Three days on the radar with Crack Cloud at Pohoda 2022

Three days on the radar with Crack Cloud at Pohoda 2022

If you enjoyed performances that took place on the radar at Pohoda on the Ground, we have great news for you. We will make its area accessible also to visitors to Pohoda 2022. The location will serve as a residential space for the Canadian art collective Crack Cloud. Its members will perform here on all festival days with audiovisual works created especially for our festival.

21. December 2021

Michal Kaščák said about their booking: "The locator and the decommissioned radar with its accessories are an amazing place with a strong atmosphere. It’s great to turn non-functional military equipment into an art space; it worked great at Pohoda on the Ground in the cooperation of Israeli DJ Ramzy with Palestinian rapper Safaa Hathot. Now the space will have one of the most creative collectives in the world, a community known not only for fantastic recordings and concerts, but also for the overlay with visual arts, other arts, and also social and societal themes. Crack Cloud recordings have been among my favourites in recent years; if you are looking for a proof that their music is in good shape, I recommend any of their albums. With setting the locator as their performance site, we introduce a new concept, where a band is not given a traditional slot on a traditional stage but they themselves become a musical installation in a space they modified. The site will work also with no concert going on as a visual adaptation of the grounds. We are looking forward to this challenge and to other similar artwork with the grounds of the Trenčín airport."

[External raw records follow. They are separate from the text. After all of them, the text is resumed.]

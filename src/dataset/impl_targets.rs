use super::AsSingleTargets;
use ndarray::{ArrayBase, ArrayView1, Data, Ix1};

/// A NdArray can act as targets
impl<L, S: Data<Elem = L>> AsSingleTargets for ArrayBase<S, Ix1> {
    type Elem = L;

    fn as_single_targets(&self) -> ArrayView1<'_, L> {
        self.view()
    }
}

impl<T: AsSingleTargets> AsSingleTargets for &T {
    type Elem = T::Elem;

    fn as_single_targets(&self) -> ArrayView1<'_, Self::Elem> {
        (*self).as_single_targets()
    }
}
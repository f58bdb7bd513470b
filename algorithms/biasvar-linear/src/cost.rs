//! Regularized least squares cost and gradient
//!
//! For a design matrix `X` with `m` rows, targets `y` and parameters `θ` the cost is
//!
//! ```text
//! J(θ) = 1/(2m) Σ (Xθ - y)² + λ/(2m) Σ_{j≥1} θ_j²
//! ```
//!
//! and its gradient is `1/m Xᵀ(Xθ - y) + λ/m θ_reg`, where `θ_reg` is `θ` with the intercept
//! entry zeroed. The first column of `X` is expected to be the intercept column, see
//! [`add_intercept`].

use crate::error::{LinearError, Result};
use crate::float::Float;
use ndarray::{s, Array1, Array2, ArrayBase, ArrayView1, ArrayView2, Data, Ix1, Ix2};

/// Prepends a column of ones to the records
pub fn add_intercept<F: Float, D: Data<Elem = F>>(x: &ArrayBase<D, Ix2>) -> Array2<F> {
    let mut design = Array2::ones((x.nrows(), x.ncols() + 1));
    design.slice_mut(s![.., 1..]).assign(x);

    design
}

/// Regularized cost of `theta` on the design matrix `x` and targets `y`
///
/// ### Example
///
/// ```rust
/// use biasvar_linear::{add_intercept, regularized_cost};
/// use ndarray::array;
///
/// let x = add_intercept(&array![[1.], [2.]]);
/// let cost = regularized_cost(&array![0., 1.], &x, &array![1., 2.], 0.).unwrap();
/// assert_eq!(cost, 0.);
/// ```
pub fn regularized_cost<F, D1, D2, D3>(
    theta: &ArrayBase<D1, Ix1>,
    x: &ArrayBase<D2, Ix2>,
    y: &ArrayBase<D3, Ix1>,
    lambda: F,
) -> Result<F, F>
where
    F: Float,
    D1: Data<Elem = F>,
    D2: Data<Elem = F>,
    D3: Data<Elem = F>,
{
    check_inputs(theta.len(), x, y.len(), lambda)?;
    Ok(penalized_cost(theta.view(), x.view(), y.view(), lambda, 1))
}

/// Gradient of [`regularized_cost`] with respect to `theta`
pub fn regularized_gradient<F, D1, D2, D3>(
    theta: &ArrayBase<D1, Ix1>,
    x: &ArrayBase<D2, Ix2>,
    y: &ArrayBase<D3, Ix1>,
    lambda: F,
) -> Result<Array1<F>, F>
where
    F: Float,
    D1: Data<Elem = F>,
    D2: Data<Elem = F>,
    D3: Data<Elem = F>,
{
    check_inputs(theta.len(), x, y.len(), lambda)?;
    Ok(penalized_gradient(theta.view(), x.view(), y.view(), lambda, 1))
}

/// Cost and gradient in one pass over the residuals
pub fn cost_and_gradient<F, D1, D2, D3>(
    theta: &ArrayBase<D1, Ix1>,
    x: &ArrayBase<D2, Ix2>,
    y: &ArrayBase<D3, Ix1>,
    lambda: F,
) -> Result<(F, Array1<F>), F>
where
    F: Float,
    D1: Data<Elem = F>,
    D2: Data<Elem = F>,
    D3: Data<Elem = F>,
{
    check_inputs(theta.len(), x, y.len(), lambda)?;

    let (theta, x) = (theta.view(), x.view());
    let m = F::cast(x.nrows());
    let residual = x.dot(&theta) - y;
    let penalty = penalty(theta, 1);

    let cost = (residual.dot(&residual) + lambda * penalty) / (m + m);
    let gradient = scaled_gradient(theta, x, &residual, lambda, 1, m);

    Ok((cost, gradient))
}

pub(crate) fn check_inputs<F: Float, D: Data<Elem = F>>(
    nparams: usize,
    x: &ArrayBase<D, Ix2>,
    ntargets: usize,
    lambda: F,
) -> Result<(), F> {
    if x.nrows() != ntargets {
        Err(LinearError::MismatchedShapes(x.nrows(), ntargets))
    } else if x.nrows() == 0 {
        Err(LinearError::NotEnoughSamples)
    } else if x.ncols() != nparams {
        Err(LinearError::MismatchedParams(x.ncols(), nparams))
    } else if !lambda.is_finite() || lambda.is_negative() {
        Err(LinearError::InvalidPenalty(lambda))
    } else {
        Ok(())
    }
}

/// Squared norm of the penalized parameters, skipping the first `offset` entries
fn penalty<F: Float>(theta: ArrayView1<F>, offset: usize) -> F {
    let penalized = theta.slice(s![offset.min(theta.len())..]);
    penalized.dot(&penalized)
}

fn scaled_gradient<F: Float>(
    theta: ArrayView1<F>,
    x: ArrayView2<F>,
    residual: &Array1<F>,
    lambda: F,
    offset: usize,
    m: F,
) -> Array1<F> {
    let offset = offset.min(theta.len());
    let mut gradient = x.t().dot(residual);
    gradient
        .slice_mut(s![offset..])
        .scaled_add(lambda, &theta.slice(s![offset..]));

    gradient / m
}

/// Cost without input validation, the first `offset` parameters are not penalized
pub(crate) fn penalized_cost<F: Float>(
    theta: ArrayView1<F>,
    x: ArrayView2<F>,
    y: ArrayView1<F>,
    lambda: F,
    offset: usize,
) -> F {
    let m = F::cast(x.nrows());
    let residual = x.dot(&theta) - y;

    (residual.dot(&residual) + lambda * penalty(theta, offset)) / (m + m)
}

/// Gradient without input validation, the first `offset` parameters are not penalized
pub(crate) fn penalized_gradient<F: Float>(
    theta: ArrayView1<F>,
    x: ArrayView2<F>,
    y: ArrayView1<F>,
    lambda: F,
    offset: usize,
) -> Array1<F> {
    let m = F::cast(x.nrows());
    let residual = x.dot(&theta) - y;

    scaled_gradient(theta, x, &residual, lambda, offset, m)
}
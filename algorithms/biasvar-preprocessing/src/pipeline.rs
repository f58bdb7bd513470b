//! Polynomial expansion followed by standard scaling
//!
//! The statistics of the scaling step are learned once from the training records and then
//! applied unchanged to validation, test or plotting data.

use crate::error::{PreprocessingError, Result};
use crate::linear_scaling::{FittedLinearScaler, LinearScaler};
use crate::polynomial::{map_polynomial, PolynomialFeatures};
use biasvar::dataset::DatasetBase;
use biasvar::traits::Fit;
use biasvar::{Float, ParamGuard};
use ndarray::{Array2, ArrayBase, Data, Ix2};

#[cfg(feature = "serde")]
use serde_crate::{Deserialize, Serialize};

/// A verified hyper-parameter set of the polynomial pipeline
#[cfg_attr(
    feature = "serde",
    derive(Serialize, Deserialize),
    serde(crate = "serde_crate")
)]
#[derive(Clone, Debug, PartialEq)]
pub struct PolynomialPipelineValidParams<F> {
    degree: usize,
    ddof: F,
}

impl<F: Float> PolynomialPipelineValidParams<F> {
    pub fn degree(&self) -> usize {
        self.degree
    }

    pub fn ddof(&self) -> F {
        self.ddof
    }
}

#[cfg_attr(
    feature = "serde",
    derive(Serialize, Deserialize),
    serde(crate = "serde_crate")
)]
#[derive(Clone, Debug, PartialEq)]
pub struct PolynomialPipelineParams<F>(PolynomialPipelineValidParams<F>);

impl<F: Float> PolynomialPipelineParams<F> {
    /// Delta degrees of freedom of the scaling step, defaults to `0`
    pub fn ddof(mut self, ddof: F) -> Self {
        self.0.ddof = ddof;
        self
    }
}

impl<F: Float> ParamGuard for PolynomialPipelineParams<F> {
    type Checked = PolynomialPipelineValidParams<F>;
    type Error = PreprocessingError;

    fn check_ref(&self) -> Result<&Self::Checked> {
        PolynomialFeatures::new(self.0.degree).check_ref()?;
        LinearScaler::standard().ddof(self.0.ddof).check_ref()?;

        Ok(&self.0)
    }

    fn check(self) -> Result<Self::Checked> {
        self.check_ref()?;
        Ok(self.0)
    }
}

impl<F: Float, D: Data<Elem = F>, T> Fit<ArrayBase<D, Ix2>, T, PreprocessingError>
    for PolynomialPipelineValidParams<F>
{
    type Object = PolynomialPipeline<F>;

    /// Expands the training records and learns the scaling statistics of the expansion
    fn fit(&self, dataset: &DatasetBase<ArrayBase<D, Ix2>, T>) -> Result<Self::Object> {
        let mapped = map_polynomial(dataset.records(), self.degree);
        let scaler = FittedLinearScaler::standard(&mapped, self.ddof)?;

        Ok(PolynomialPipeline {
            degree: self.degree,
            scaler,
        })
    }
}

/// Polynomial expansion and standard scaling fitted on training records
///
/// ### Example
///
/// ```rust
/// use biasvar::traits::Fit;
/// use biasvar::Dataset;
/// use biasvar_preprocessing::PolynomialPipeline;
/// use ndarray::array;
///
/// let train = Dataset::new(array![[1.], [2.], [3.]], array![1., 4., 9.]);
/// let pipeline = PolynomialPipeline::params(2).fit(&train).unwrap();
///
/// let train = pipeline.transform_dataset(train).unwrap();
/// let grid = pipeline.transform(&array![[0.], [1.5], [4.]]).unwrap();
/// assert_eq!(grid.ncols(), 2);
/// ```
#[cfg_attr(
    feature = "serde",
    derive(Serialize, Deserialize),
    serde(crate = "serde_crate")
)]
#[derive(Clone, Debug, PartialEq)]
pub struct PolynomialPipeline<F> {
    degree: usize,
    scaler: FittedLinearScaler<F>,
}

impl<F: Float> PolynomialPipeline<F> {
    /// Pipeline expanding up to `degree` with population standard deviation scaling
    pub fn params(degree: usize) -> PolynomialPipelineParams<F> {
        PolynomialPipelineParams(PolynomialPipelineValidParams {
            degree,
            ddof: F::zero(),
        })
    }

    pub fn degree(&self) -> usize {
        self.degree
    }

    /// The scaling statistics learned from the expanded training records
    pub fn scaler(&self) -> &FittedLinearScaler<F> {
        &self.scaler
    }

    /// Expands and scales records with the training statistics
    pub fn transform<D: Data<Elem = F>>(&self, x: &ArrayBase<D, Ix2>) -> Result<Array2<F>> {
        self.scaler.transform(&map_polynomial(x, self.degree))
    }

    /// Substitutes the records of the dataset with their expanded and scaled version
    pub fn transform_dataset<D: Data<Elem = F>, T>(
        &self,
        x: DatasetBase<ArrayBase<D, Ix2>, T>,
    ) -> Result<DatasetBase<Array2<F>, T>> {
        let transformed = self.transform(x.records())?;
        Ok(x.with_records(transformed))
    }
}

#[cfg(test)]
mod tests {
    use super::PolynomialPipeline;
    use crate::error::PreprocessingError;
    use crate::linear_scaling::normalize;
    use crate::polynomial::map_polynomial;
    use approx::assert_abs_diff_eq;
    use biasvar::traits::Fit;
    use biasvar::{Dataset, DatasetBase};
    use ndarray::array;

    #[test]
    fn matches_manual_map_then_normalize() {
        let train: Dataset<f64> =
            DatasetBase::new(array![[-2.], [-1.], [0.5], [1.], [3.]], array![0., 0., 0., 0., 0.]);
        let pipeline = PolynomialPipeline::params(3).fit(&train).unwrap();

        let (expected, scaler) = normalize(&map_polynomial(train.records(), 3)).unwrap();
        assert_eq!(pipeline.scaler(), &scaler);

        let transformed = pipeline.transform(train.records()).unwrap();
        assert_abs_diff_eq!(transformed, expected, epsilon = 1e-12);
    }

    #[test]
    fn validation_data_uses_training_statistics() {
        let train: Dataset<f64> = DatasetBase::new(array![[1.], [2.], [3.]], array![0., 0., 0.]);
        let valid: Dataset<f64> = DatasetBase::new(array![[10.], [20.]], array![1., 2.]);
        let pipeline = PolynomialPipeline::params(2).fit(&train).unwrap();
        let before = pipeline.scaler().clone();

        let valid = pipeline.transform_dataset(valid).unwrap();

        let means = pipeline.scaler().means();
        let std_devs = pipeline.scaler().std_devs();
        assert_eq!(pipeline.scaler(), &before);
        assert_abs_diff_eq!(
            valid.records()[(1, 1)],
            (400. - means[1]) / std_devs[1],
            epsilon = 1e-12
        );
        assert_eq!(valid.targets(), &array![1., 2.]);
    }

    #[test]
    fn water_level_degree_eight() {
        let data = biasvar_datasets::water_level().unwrap();
        let pipeline = PolynomialPipeline::params(8).fit(&data.train).unwrap();
        let train = pipeline.transform_dataset(data.train).unwrap();

        assert_eq!(train.records().dim(), (12, 8));
        assert_abs_diff_eq!(
            train.records().row(0),
            array![
                -0.378244, -0.788662, 0.190329, -0.737591, 0.320252, -0.617152, 0.359835,
                -0.531091
            ],
            epsilon = 1e-6
        );
    }

    #[test]
    fn invalid_degree_and_constant_feature() {
        let train: Dataset<f64> = DatasetBase::new(array![[1.], [2.]], array![0., 0.]);
        assert_eq!(
            PolynomialPipeline::params(0).fit(&train).unwrap_err(),
            PreprocessingError::InvalidDegree(0)
        );

        let constant: Dataset<f64> = DatasetBase::new(array![[2.], [2.]], array![0., 0.]);
        assert_eq!(
            PolynomialPipeline::params(2).fit(&constant).unwrap_err(),
            PreprocessingError::ZeroVariance(0)
        );
    }
}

The rotating line-up consists of many multidisciplinary artists from all over Canada. Crack Cloud was discovered for us by Tereza Maco who says their dance post-punk is perhaps the most reminiscent of the alternative scene of Brno in the 1980s (Ještě jsme se nedohodli, but in an extraordinarily contemporary form). The Quietus gave their eponymous album 4.5 stars out of five and described their sold out show at London's Moth Club with the following words: "Exhilarating and alarming, pure pain and pleasure combined." According to The Guardian, they sound like a mixture of Gang of Four, Fel Kuti and hip-hop while acting as a survival mechanism (or literally as a rehab, if you like) for their members and fans alike. The newspaper alludes to the fact that the collective was founded by artists from a community of social workers dedicated to harm reduction in the infamous district of Vancouver Downtown Eastside. Their album Pain Olympics is one of the best rated albums of the last year (23rd place in the year-end ranking of reviews of relevant media with an average rating of 87 out of 100). DIY said in their selection of top albums that there was absolutely nothing casual about the album, and apocalyptic fire was the order of the day.